==== PROVIDED DATA ====

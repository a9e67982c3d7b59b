//! The set of values one placeholder can take, parsed from its declaration.
//!
//! | Declaration       | Kind                            |
//! |-------------------|---------------------------------|
//! | `Acme`            | [`ValueSpace::Single`]          |
//! | `[a, b, c]`       | [`ValueSpace::List`]            |
//! | `[001 - 100]`     | [`ValueSpace::Range`]           |
//! | `[100 - 001]`     | [`ValueSpace::Range`], inverted |
//! | `[]`, `[a]`, `[x` | [`ValueSpace::Unclassified`]    |
//!
//! "Next value" queries never wrap: they return `None` once the sequence is
//! exhausted.

use regex::Regex;
use std::sync::LazyLock;

static RANGE_REGEX: LazyLock<Regex> = LazyLock::new(|| {
    Regex::new(r"^\s*(\d+)\s*-\s*(\d+)\s*$").expect("Invalid range declaration regex")
});

/// An integral range such as `[001 - 100]`.
///
/// The digit width of the first bound is the padding width of every member.
#[derive(Debug, Clone, PartialEq, Eq)]
pub struct NumericRange {
    begin: String,
    end: String,
    first: u64,
    last: u64,
}

impl NumericRange {
    fn parse(begin: &str, end: &str) -> Option<Self> {
        Some(Self {
            begin: begin.to_string(),
            end: end.to_string(),
            first: begin.parse().ok()?,
            last: end.parse().ok()?,
        })
    }

    /// Descending ranges enumerate from the larger bound downwards.
    pub fn is_inverted(&self) -> bool {
        self.first > self.last
    }

    pub fn begin(&self) -> &str {
        &self.begin
    }

    pub fn end(&self) -> &str {
        &self.end
    }

    fn contains(&self, number: u64) -> bool {
        (self.first.min(self.last)..=self.first.max(self.last)).contains(&number)
    }

    fn successor(&self, current: &str) -> Option<String> {
        let number: u64 = current.parse().ok()?;
        let next =
            if self.is_inverted() { number.checked_sub(1)? } else { number.checked_add(1)? };
        self.contains(next).then(|| pad(next, self.begin.len()))
    }

    /// Distance of `current` from the first bound, in enumeration direction.
    fn ordinal(&self, current: &str) -> Option<u64> {
        let number: u64 = current.parse().ok()?;
        if !self.contains(number) {
            return None;
        }
        Some(number.abs_diff(self.first))
    }
}

#[derive(Debug, Clone, PartialEq, Eq)]
pub enum ValueSpace {
    Single(String),
    List(Vec<String>),
    Range(NumericRange),
    /// Bracketed declaration that is neither a list nor a range. Defined,
    /// but unusable: every consumer reports it instead of substituting.
    Unclassified(String),
}

impl ValueSpace {
    /// Parses a value declaration.
    ///
    /// Bracketed interiors are tried as a range first, then as a list of at
    /// least two non-empty comma-separated tokens. A list value given twice is
    /// kept at its first position only. Unbracketed declarations are taken
    /// verbatim as a single value.
    pub fn parse(declaration: &str) -> Self {
        let trimmed = declaration.trim();
        let Some(interior) =
            trimmed.strip_prefix('[').and_then(|rest| rest.strip_suffix(']'))
        else {
            return ValueSpace::Single(declaration.to_string());
        };

        if let Some(caps) = RANGE_REGEX.captures(interior) {
            return NumericRange::parse(&caps[1], &caps[2])
                .map(ValueSpace::Range)
                .unwrap_or_else(|| ValueSpace::Unclassified(declaration.to_string()));
        }

        match list_tokens(interior) {
            Some(tokens) => {
                let mut values: Vec<String> = Vec::with_capacity(tokens.len());
                for token in tokens {
                    if !values.iter().any(|value| value == token) {
                        values.push(token.to_string());
                    }
                }
                ValueSpace::List(values)
            }
            None => ValueSpace::Unclassified(declaration.to_string()),
        }
    }

    /// List values given more than once in `declaration`, each named once.
    /// Only the first occurrence of such a value is kept by [`ValueSpace::parse`].
    pub fn duplicate_values(declaration: &str) -> Vec<String> {
        let Some(tokens) = declaration
            .trim()
            .strip_prefix('[')
            .and_then(|rest| rest.strip_suffix(']'))
            .filter(|interior| !RANGE_REGEX.is_match(interior))
            .and_then(list_tokens)
        else {
            return Vec::new();
        };

        let mut duplicates: Vec<String> = Vec::new();
        for (index, token) in tokens.iter().enumerate() {
            if tokens[..index].contains(token) && !duplicates.iter().any(|d| d == token) {
                duplicates.push(token.to_string());
            }
        }
        duplicates
    }

    /// The value following `current`, or the first value when `current` is
    /// `None`. Returns `None` at the end of the sequence.
    pub fn next_value(&self, current: Option<&str>) -> Option<String> {
        match (self, current) {
            (ValueSpace::Single(value), None) => Some(value.clone()),
            (ValueSpace::Single(_), Some(_)) => None,
            (ValueSpace::List(values), None) => values.first().cloned(),
            (ValueSpace::List(values), Some(current)) => {
                let position = values.iter().position(|value| value == current)?;
                values.get(position + 1).cloned()
            }
            (ValueSpace::Range(range), None) => Some(range.begin.clone()),
            (ValueSpace::Range(range), Some(current)) => range.successor(current),
            (ValueSpace::Unclassified(_), _) => None,
        }
    }

    /// Renders `current` as its ordinal counted from `base`, padded to the
    /// digit width of `base`. `None` when `current` is not a member.
    pub fn offset_value(&self, current: &str, base: &str) -> Option<String> {
        let base_number: u64 = base.parse().ok()?;
        let ordinal = match self {
            ValueSpace::Single(_) => return Some(base.to_string()),
            ValueSpace::List(values) => {
                values.iter().position(|value| value == current)? as u64
            }
            ValueSpace::Range(range) => range.ordinal(current)?,
            ValueSpace::Unclassified(_) => return None,
        };
        Some(pad(base_number.checked_add(ordinal)?, base.len()))
    }

    pub fn is_single_valued(&self) -> bool {
        matches!(self, ValueSpace::Single(_))
    }

    pub fn is_unclassified(&self) -> bool {
        matches!(self, ValueSpace::Unclassified(_))
    }

    /// The complete ordered enumeration.
    pub fn values(&self) -> Values<'_> {
        Values { space: self, current: None, exhausted: false }
    }

    /// Human readable kind, used in log messages.
    pub fn describe(&self) -> String {
        match self {
            ValueSpace::Single(value) => format!("single value: {value}"),
            ValueSpace::List(values) => format!("list of {}", values.len()),
            ValueSpace::Range(range) if range.is_inverted() => {
                format!("inverted range from {} to {}", range.begin, range.end)
            }
            ValueSpace::Range(range) => {
                format!("range from {} to {}", range.begin, range.end)
            }
            ValueSpace::Unclassified(declaration) => {
                format!("unclassified declaration {declaration:?}")
            }
        }
    }
}

/// Iterator over a [`ValueSpace`], driven by repeated `next_value` calls.
pub struct Values<'a> {
    space: &'a ValueSpace,
    current: Option<String>,
    exhausted: bool,
}

impl Iterator for Values<'_> {
    type Item = String;

    fn next(&mut self) -> Option<String> {
        if self.exhausted {
            return None;
        }
        let next = self.space.next_value(self.current.as_deref());
        self.exhausted = next.is_none();
        self.current = next.clone();
        next
    }
}

/// Non-empty comma separated tokens of a bracketed interior, or `None` when
/// there are fewer than two. `[a, b,]` declares two values.
fn list_tokens(interior: &str) -> Option<Vec<&str>> {
    let tokens: Vec<&str> =
        interior.split(',').map(str::trim).filter(|token| !token.is_empty()).collect();
    (tokens.len() >= 2).then_some(tokens)
}

fn pad(number: u64, width: usize) -> String {
    format!("{number:0width$}")
}
//! Runs, run actions and the result of a run request.

use chrono::{DateTime, Utc};
use serde::{Deserialize, Serialize};

use crate::document::Resource;
use crate::error::TfeError;
use crate::types::{RunOutcome, RunStatus};

/// One plan, or plan + apply, execution against a workspace.
///
/// Runs are owned by the remote system; the client only reads them and
/// requests transitions.
#[derive(Debug, Clone, PartialEq, Serialize, Deserialize)]
#[serde(from = "Resource<RunAttributes>", into = "Resource<RunAttributes>")]
pub struct Run {
    pub id: String,
    pub status: RunStatus,
    /// Only meaningful once the run has reached `planned`.
    pub has_changes: bool,
    pub is_destroy: bool,
    pub message: Option<String>,
    pub source: Option<String>,
    pub created_at: Option<DateTime<Utc>>,
}

/// Wire attributes of a `runs` resource.
#[derive(Debug, Clone, PartialEq, Serialize, Deserialize)]
#[serde(rename_all = "kebab-case")]
pub struct RunAttributes {
    pub status: RunStatus,
    #[serde(default)]
    pub has_changes: bool,
    #[serde(default)]
    pub is_destroy: bool,
    #[serde(default, skip_serializing_if = "Option::is_none")]
    pub message: Option<String>,
    #[serde(default, skip_serializing_if = "Option::is_none")]
    pub source: Option<String>,
    #[serde(default, skip_serializing_if = "Option::is_none")]
    pub created_at: Option<DateTime<Utc>>,
}

impl From<Resource<RunAttributes>> for Run {
    fn from(resource: Resource<RunAttributes>) -> Self {
        let attrs = resource.attributes;
        Self {
            id: resource.id,
            status: attrs.status,
            has_changes: attrs.has_changes,
            is_destroy: attrs.is_destroy,
            message: attrs.message,
            source: attrs.source,
            created_at: attrs.created_at,
        }
    }
}

impl From<Run> for Resource<RunAttributes> {
    fn from(run: Run) -> Self {
        Resource {
            id: run.id,
            kind: "runs".to_string(),
            attributes: RunAttributes {
                status: run.status,
                has_changes: run.has_changes,
                is_destroy: run.is_destroy,
                message: run.message,
                source: run.source,
                created_at: run.created_at,
            },
        }
    }
}

impl Run {
    /// Classify this run's status.
    pub fn outcome(&self) -> RunOutcome {
        RunOutcome::classify(self.status, self.has_changes)
    }
}

/// The plan or apply record attached to a run.
#[derive(Debug, Clone, PartialEq, Serialize, Deserialize)]
#[serde(from = "Resource<RunActionAttributes>")]
pub struct RunAction {
    pub id: String,
    pub status: String,
    /// Temporary URL the action's log can be read from.
    pub log_read_url: Option<String>,
}

#[derive(Debug, Clone, PartialEq, Serialize, Deserialize)]
#[serde(rename_all = "kebab-case")]
pub struct RunActionAttributes {
    #[serde(default)]
    pub status: String,
    #[serde(default)]
    pub log_read_url: Option<String>,
}

impl From<Resource<RunActionAttributes>> for RunAction {
    fn from(resource: Resource<RunActionAttributes>) -> Self {
        Self {
            id: resource.id,
            status: resource.attributes.status,
            log_read_url: resource.attributes.log_read_url,
        }
    }
}

/// Result of a top-level run request.
///
/// A failed run submission is reported here rather than as an error, so a
/// pipeline polling several workspaces keeps going when one of them rejects
/// the new run. Every other failure is still returned as `Err`.
#[derive(Debug, Clone, PartialEq)]
pub enum RunResult {
    /// The run reached a terminal status.
    Completed { run: Run, outcome: RunOutcome },
    /// The create-run request was rejected; nothing was polled.
    SubmissionFailed { error: TfeError },
}

impl RunResult {
    /// The terminal run record, if the submission went through.
    pub fn run(&self) -> Option<&Run> {
        match self {
            RunResult::Completed { run, .. } => Some(run),
            RunResult::SubmissionFailed { .. } => None,
        }
    }

    /// The classified outcome, if the submission went through.
    pub fn outcome(&self) -> Option<RunOutcome> {
        match self {
            RunResult::Completed { outcome, .. } => Some(*outcome),
            RunResult::SubmissionFailed { .. } => None,
        }
    }

    /// True when there is no run record.
    pub fn is_empty(&self) -> bool {
        matches!(self, RunResult::SubmissionFailed { .. })
    }
}
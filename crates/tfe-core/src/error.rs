//! Error types for the tfe-runs client.

use thiserror::Error;

/// Main error type for workspace, variable and run operations.
#[derive(Error, Debug, Clone, PartialEq)]
pub enum TfeError {
    /// A workspace, variable or run lookup found nothing.
    #[error("Resource not found: {resource_type} with id {id}")]
    NotFound { resource_type: String, id: String },

    /// The remote side refused a state transition (e.g. discarding a run
    /// that is no longer discardable).
    #[error("Conflict: {message}")]
    Conflict { message: String },

    /// A caller-supplied value is outside the accepted set.
    #[error("Invalid argument: {message}")]
    InvalidArgument { message: String },

    /// A polling loop ran out of attempts.
    #[error("Timed out after {attempts} attempts: {message}")]
    Timeout { attempts: u32, message: String },

    /// Non-success HTTP status not otherwise classified.
    #[error("Remote request failed with status {status}: {message}")]
    RemoteFailure { status: u16, message: String },

    /// Serialization/deserialization error.
    #[error("Serialization error: {0}")]
    SerializationError(String),

    /// Connection error.
    #[error("Connection error: {0}")]
    ConnectionError(String),
}

impl TfeError {
    /// Shorthand for a [`TfeError::NotFound`].
    pub fn not_found(resource_type: impl Into<String>, id: impl Into<String>) -> Self {
        TfeError::NotFound {
            resource_type: resource_type.into(),
            id: id.into(),
        }
    }

    /// Shorthand for a [`TfeError::InvalidArgument`].
    pub fn invalid_argument(message: impl Into<String>) -> Self {
        TfeError::InvalidArgument {
            message: message.into(),
        }
    }

    /// Returns true if retrying the same call later might succeed.
    pub fn is_recoverable(&self) -> bool {
        match self {
            TfeError::Timeout { .. } => true,
            TfeError::ConnectionError(_) => true,
            TfeError::RemoteFailure { status, .. } => *status >= 500 || *status == 429,
            _ => false,
        }
    }

    /// Returns the HTTP status carried by the error, if any.
    pub fn status(&self) -> Option<u16> {
        match self {
            TfeError::RemoteFailure { status, .. } => Some(*status),
            _ => None,
        }
    }
}

/// Convenience Result type for tfe-runs operations.
pub type Result<T> = std::result::Result<T, TfeError>;

impl From<serde_json::Error> for TfeError {
    fn from(err: serde_json::Error) -> Self {
        TfeError::SerializationError(err.to_string())
    }
}
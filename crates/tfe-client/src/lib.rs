//! # tfe-client
//!
//! Client for workspace-based plan/apply run APIs.
//!
//! Components, leaf first:
//! - [`Transport`] / [`HttpTransport`] - authenticated JSON:API requests
//! - [`WorkspaceResolver`] - workspace name to id
//! - [`VariableStore`] - workspace variable CRUD
//! - [`RunOrchestrator`] - submit, discard, poll and classify runs
//!
//! One transport is meant to be shared (`Arc<dyn Transport>`) by every
//! component talking to the same organization.

pub mod config;
pub mod mock;
pub mod observer;
pub mod runs;
pub mod sleep;
pub mod transport;
pub mod variables;
pub mod workspace;

pub use config::{ClientConfig, PollSettings, DEFAULT_BASE_URL};
pub use observer::{RunObserver, TracingObserver};
pub use runs::RunOrchestrator;
pub use sleep::{Sleeper, TokioSleeper};
pub use transport::{ApiRequest, ApiResponse, HttpTransport, Method, Transport};
pub use variables::VariableStore;
pub use workspace::WorkspaceResolver;

/// Prelude module for common imports.
pub mod prelude {
    pub use crate::config::{ClientConfig, PollSettings};
    pub use crate::runs::RunOrchestrator;
    pub use crate::transport::{HttpTransport, Transport};
    pub use crate::variables::VariableStore;
    pub use crate::workspace::WorkspaceResolver;
    pub use tfe_core::prelude::*;
}
impl RunOrchestrator {
    /// Resolve `workspace` by name and build an orchestrator for it.
    pub async fn connect(
        transport: Arc<dyn Transport>,
        organization: &str,
        workspace: &str,
    ) -> Result<Self> {
        let workspace_id = WorkspaceResolver::new(transport.clone(), organization)
            .resolve(workspace)
            .await?;
        debug!(workspace, workspace_id = %workspace_id, "resolved workspace");
        Ok(Self::new(transport, organization, workspace, workspace_id))
    }

    /// Build an orchestrator for an already-resolved workspace.
    pub fn new(
        transport: Arc<dyn Transport>,
        organization: impl Into<String>,
        workspace: impl Into<String>,
        workspace_id: impl Into<String>,
    ) -> Self {
        Self {
            variables: VariableStore::new(transport.clone(), organization, workspace),
            transport,
            workspace_id: workspace_id.into(),
            settings: PollSettings::default(),
            sleeper: Arc::new(TokioSleeper),
            observer: Arc::new(TracingObserver),
        }
    }

    pub fn with_settings(mut self, settings: PollSettings) -> Self {
        self.settings = settings;
        self
    }

    pub fn with_sleeper(mut self, sleeper: Arc<dyn Sleeper>) -> Self {
        self.sleeper = sleeper;
        self
    }

    pub fn with_observer(mut self, observer: Arc<dyn RunObserver>) -> Self {
        self.observer = observer;
        self
    }

    pub fn workspace_id(&self) -> &str {
        &self.workspace_id
    }

    pub fn settings(&self) -> PollSettings {
        self.settings
    }

    /// The variable store for this orchestrator's workspace.
    pub fn variables(&self) -> &VariableStore {
        &self.variables
    }

    // ------------------------------------------------------------------
    // Reads
    // ------------------------------------------------------------------

    pub async fn get_run(&self, run_id: &str) -> Result<Run> {
        let response = self.transport.get(&format!("/runs/{}", run_id)).await?;
        if !response.is_success() {
            return Err(TfeError::not_found("Run", run_id));
        }
        response.data()
    }

    pub async fn run_status(&self, run_id: &str) -> Result<RunStatus> {
        Ok(self.get_run(run_id).await?.status)
    }

    /// All runs of the workspace (first page only).
    pub async fn list_runs(&self) -> Result<Vec<Run>> {
        let path = format!("/workspaces/{}/runs", self.workspace_id);
        let response = self.transport.get(&path).await?;
        if !response.is_success() {
            return Err(TfeError::not_found("Workspace runs", &self.workspace_id));
        }
        response.data()
    }

    /// The plan or apply record of a run.
    pub async fn run_action(&self, run_id: &str, kind: RunKind) -> Result<RunAction> {
        let path = format!("/runs/{}/{}", run_id, kind.as_str());
        let response = self.transport.get(&path).await?;
        if !response.is_success() {
            return Err(TfeError::not_found(format!("Run {}", kind), run_id));
        }
        response.data()
    }

    /// URL the plan or apply log of a run can be read from.
    pub async fn log_read_url(&self, run_id: &str, kind: RunKind) -> Result<String> {
        self.run_action(run_id, kind)
            .await?
            .log_read_url
            .ok_or_else(|| TfeError::not_found(format!("Run {} log", kind), run_id))
    }

    // ------------------------------------------------------------------
    // Transitions
    // ------------------------------------------------------------------

    /// Discard stale plans, set the destroy flag if needed, then create a
    /// new run.
    pub async fn submit_run(&self, destroy: bool) -> Result<Run> {
        self.prepare_submission(destroy).await?;
        self.create_run(destroy).await
    }

    /// Apply a run that has already been planned.
    ///
    /// Returns the run as it stands right after the apply was accepted.
    pub async fn apply_run(&self, run_id: &str, destroy: bool) -> Result<Run> {
        if destroy {
            self.confirm_destroy().await?;
        }

        let path = format!("/runs/{}/actions/apply", run_id);
        let response = self.transport.post(&path, action_payload(None)).await?;
        if !response.is_success() {
            return Err(response.into_remote_failure());
        }

        info!(run_id, "apply requested");
        self.get_run(run_id).await
    }

    /// Discard a single run.
    ///
    /// 409 and 422 mean the run is past the point where it can be discarded
    /// and become [`TfeError::Conflict`]; any other failure is a
    /// [`TfeError::RemoteFailure`].
    pub async fn discard_run(&self, run_id: &str) -> Result<()> {
        let path = format!("/runs/{}/actions/discard", run_id);
        let response = self
            .transport
            .post(&path, action_payload(Some(DISCARD_COMMENT)))
            .await?;

        match response.status {
            status if (200..300).contains(&status) => Ok(()),
            409 | 422 => Err(TfeError::Conflict {
                message: format!(
                    "run {} cannot be discarded: {}",
                    run_id,
                    response.error_message()
                ),
            }),
            _ => Err(response.into_remote_failure()),
        }
    }

    /// Discard every `planned` run and wait until no run is `pending`,
    /// `planning` or `planned`.
    ///
    /// Discards complete asynchronously, so the run list is fetched again on
    /// every pass. Runs that are `pending` or `planning` are waited out, not
    /// discarded. A discard that loses the race with the remote side
    /// ([`TfeError::Conflict`]) is logged and the loop carries on.
    ///
    /// Returns the number of discard actions accepted.
    pub async fn discard_pending_runs(&self) -> Result<usize> {
        self.observer.discarding_pending(&self.workspace_id);

        let max_passes = self.settings.max_discard_passes;
        let mut discarded = 0;

        for pass in 0..max_passes {
            let runs = self.list_runs().await?;
            let mut blocking = 0;

            for run in &runs {
                match run.status.discard_disposition() {
                    DiscardDisposition::Settled => {}
                    DiscardDisposition::Transient => blocking += 1,
                    DiscardDisposition::Discardable => {
                        blocking += 1;
                        match self.discard_run(&run.id).await {
                            Ok(()) => {
                                self.observer.run_discarded(&run.id);
                                discarded += 1;
                            }
                            Err(TfeError::Conflict { message }) => {
                                warn!(run_id = %run.id, %message, "discard rejected, re-checking");
                            }
                            Err(e) => return Err(e),
                        }
                    }
                }
            }

            if blocking == 0 {
                return Ok(discarded);
            }

            debug!(pass, blocking, "waiting for pending runs to settle");
            if pass + 1 < max_passes {
                self.sleeper.sleep(self.settings.interval).await;
            }
        }

        Err(TfeError::Timeout {
            attempts: max_passes,
            message: format!(
                "pending runs in workspace {} did not settle",
                self.workspace_id
            ),
        })
    }

    /// Poll a run until it leaves `planning`/`applying`.
    ///
    /// Sleeps between polls only, never before the first or after the last.
    pub async fn wait_for_terminal(&self, run_id: &str, kind: RunKind) -> Result<Run> {
        let max_polls = self.settings.max_polls;
        let interval = self.settings.interval;

        for attempt in 0..max_polls {
            let run = self.get_run(run_id).await?;
            if run.status.is_terminal() {
                return Ok(run);
            }

            self.observer
                .poll_progress(run_id, kind, interval * attempt, run.status);

            if attempt + 1 < max_polls {
                self.sleeper.sleep(interval).await;
            }
        }

        Err(TfeError::Timeout {
            attempts: max_polls,
            message: format!("run {} did not finish {}", run_id, kind.progress_label()),
        })
    }

    /// Submit a run, wait for it to settle and classify the result.
    ///
    /// If the create-run request itself is rejected, the rejection is
    /// returned as [`RunResult::SubmissionFailed`] rather than `Err`. Errors
    /// from discarding, the destroy flag or polling are still propagated.
    pub async fn request_run_and_wait(&self, kind: RunKind, destroy: bool) -> Result<RunResult> {
        self.prepare_submission(destroy).await?;

        let run = match self.create_run(destroy).await {
            Ok(run) => run,
            Err(error @ TfeError::RemoteFailure { .. }) => {
                self.observer.submission_failed(&error);
                return Ok(RunResult::SubmissionFailed { error });
            }
            Err(e) => return Err(e),
        };

        let run = self.wait_for_terminal(&run.id, kind).await?;
        let outcome = run.outcome();
        self.observer.run_classified(&run, outcome);

        Ok(RunResult::Completed { run, outcome })
    }

    // ------------------------------------------------------------------
    // Internals
    // ------------------------------------------------------------------

    async fn prepare_submission(&self, destroy: bool) -> Result<()> {
        self.discard_pending_runs().await?;
        if destroy {
            self.confirm_destroy().await?;
        }
        Ok(())
    }

    async fn confirm_destroy(&self) -> Result<()> {
        self.variables.upsert(&VariableSpec::confirm_destroy()).await
    }

    async fn create_run(&self, destroy: bool) -> Result<Run> {
        let body = run_create_payload(&self.workspace_id, destroy);
        let response = self.transport.post("/runs", body).await?;
        if !response.is_success() {
            return Err(response.into_remote_failure());
        }

        let run: Run = response.data()?;
        self.observer.run_submitted(&run);
        Ok(run)
    }
}
//! Command-line arguments.

use std::str::FromStr;
use std::time::Duration;

use clap::{Parser, Subcommand};
use tfe_client::{ClientConfig, PollSettings, DEFAULT_BASE_URL};
use tfe_core::{RunKind, VariableCategory};

/// Drive plan/apply runs and workspace variables.
#[derive(Debug, Parser)]
#[command(name = "tfe-runs", version, about)]
pub struct Cli {
    /// API token.
    #[arg(long, env = "TFE_TOKEN", hide_env_values = true)]
    pub token: String,

    /// Organization owning the workspace.
    #[arg(long, env = "TFE_ORGANIZATION")]
    pub organization: String,

    /// Workspace name.
    #[arg(long, env = "TFE_WORKSPACE")]
    pub workspace: String,

    /// API base URL.
    #[arg(long, env = "TFE_BASE_URL", default_value = DEFAULT_BASE_URL)]
    pub base_url: String,

    /// Seconds between status checks.
    #[arg(long, default_value_t = 10)]
    pub poll_interval: u64,

    /// Status checks before a wait gives up.
    #[arg(long, default_value_t = 120, value_parser = clap::value_parser!(u32).range(1..))]
    pub max_polls: u32,

    /// Listing passes before discarding pending runs gives up.
    #[arg(long, default_value_t = 30, value_parser = clap::value_parser!(u32).range(1..))]
    pub max_discard_passes: u32,

    #[command(subcommand)]
    pub command: Command,
}

#[derive(Debug, Subcommand)]
pub enum Command {
    /// Discard stale plans, submit a new run and wait for it to settle.
    Run {
        /// `plan` or `apply`.
        #[arg(default_value = "plan", value_parser = RunKind::from_str)]
        kind: RunKind,

        /// Plan a destroy.
        #[arg(long)]
        destroy: bool,
    },

    /// Apply an existing planned run.
    Apply {
        run_id: String,

        /// Set the destroy confirmation flag first.
        #[arg(long)]
        destroy: bool,
    },

    /// Wait for a run to leave planning/applying.
    Wait {
        run_id: String,

        #[arg(long, default_value = "plan", value_parser = RunKind::from_str)]
        kind: RunKind,
    },

    /// Print the status of a run.
    Status { run_id: String },

    /// List the workspace's runs.
    Runs,

    /// Print the log URL of a run's plan or apply.
    Log {
        run_id: String,

        #[arg(long, default_value = "plan", value_parser = RunKind::from_str)]
        kind: RunKind,
    },

    /// Discard one run, or every pending plan when no id is given.
    Discard { run_id: Option<String> },

    /// Print the workspace id.
    Workspace,

    /// Manage workspace variables.
    Vars {
        #[command(subcommand)]
        command: VarsCommand,
    },
}

#[derive(Debug, Subcommand)]
pub enum VarsCommand {
    /// List variables.
    List,

    /// Create or update a variable.
    Set {
        key: String,
        value: String,

        /// `env` or `terraform`.
        #[arg(long, default_value = "terraform", value_parser = VariableCategory::from_str)]
        category: VariableCategory,

        #[arg(long)]
        sensitive: bool,

        /// Treat the value as an HCL expression.
        #[arg(long)]
        hcl: bool,
    },

    /// Delete a variable by key.
    Delete { key: String },

    /// Delete every variable.
    Clear,
}

impl Cli {
    pub fn client_config(&self) -> ClientConfig {
        ClientConfig::new(&self.organization, &self.token).with_base_url(&self.base_url)
    }

    pub fn poll_settings(&self) -> PollSettings {
        PollSettings::default()
            .with_interval(Duration::from_secs(self.poll_interval))
            .with_max_polls(self.max_polls)
            .with_max_discard_passes(self.max_discard_passes)
    }
}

====

**WORK REQUEST**: Copy each line of the listing above that contains the word "after".

**RESULT FOR THIS TASK**:
    #[error("Timed out after {attempts} attempts: {message}")]
    /// Returns the run as it stands right after the apply was accepted.
    /// Sleeps between polls only, never before the first or after the last.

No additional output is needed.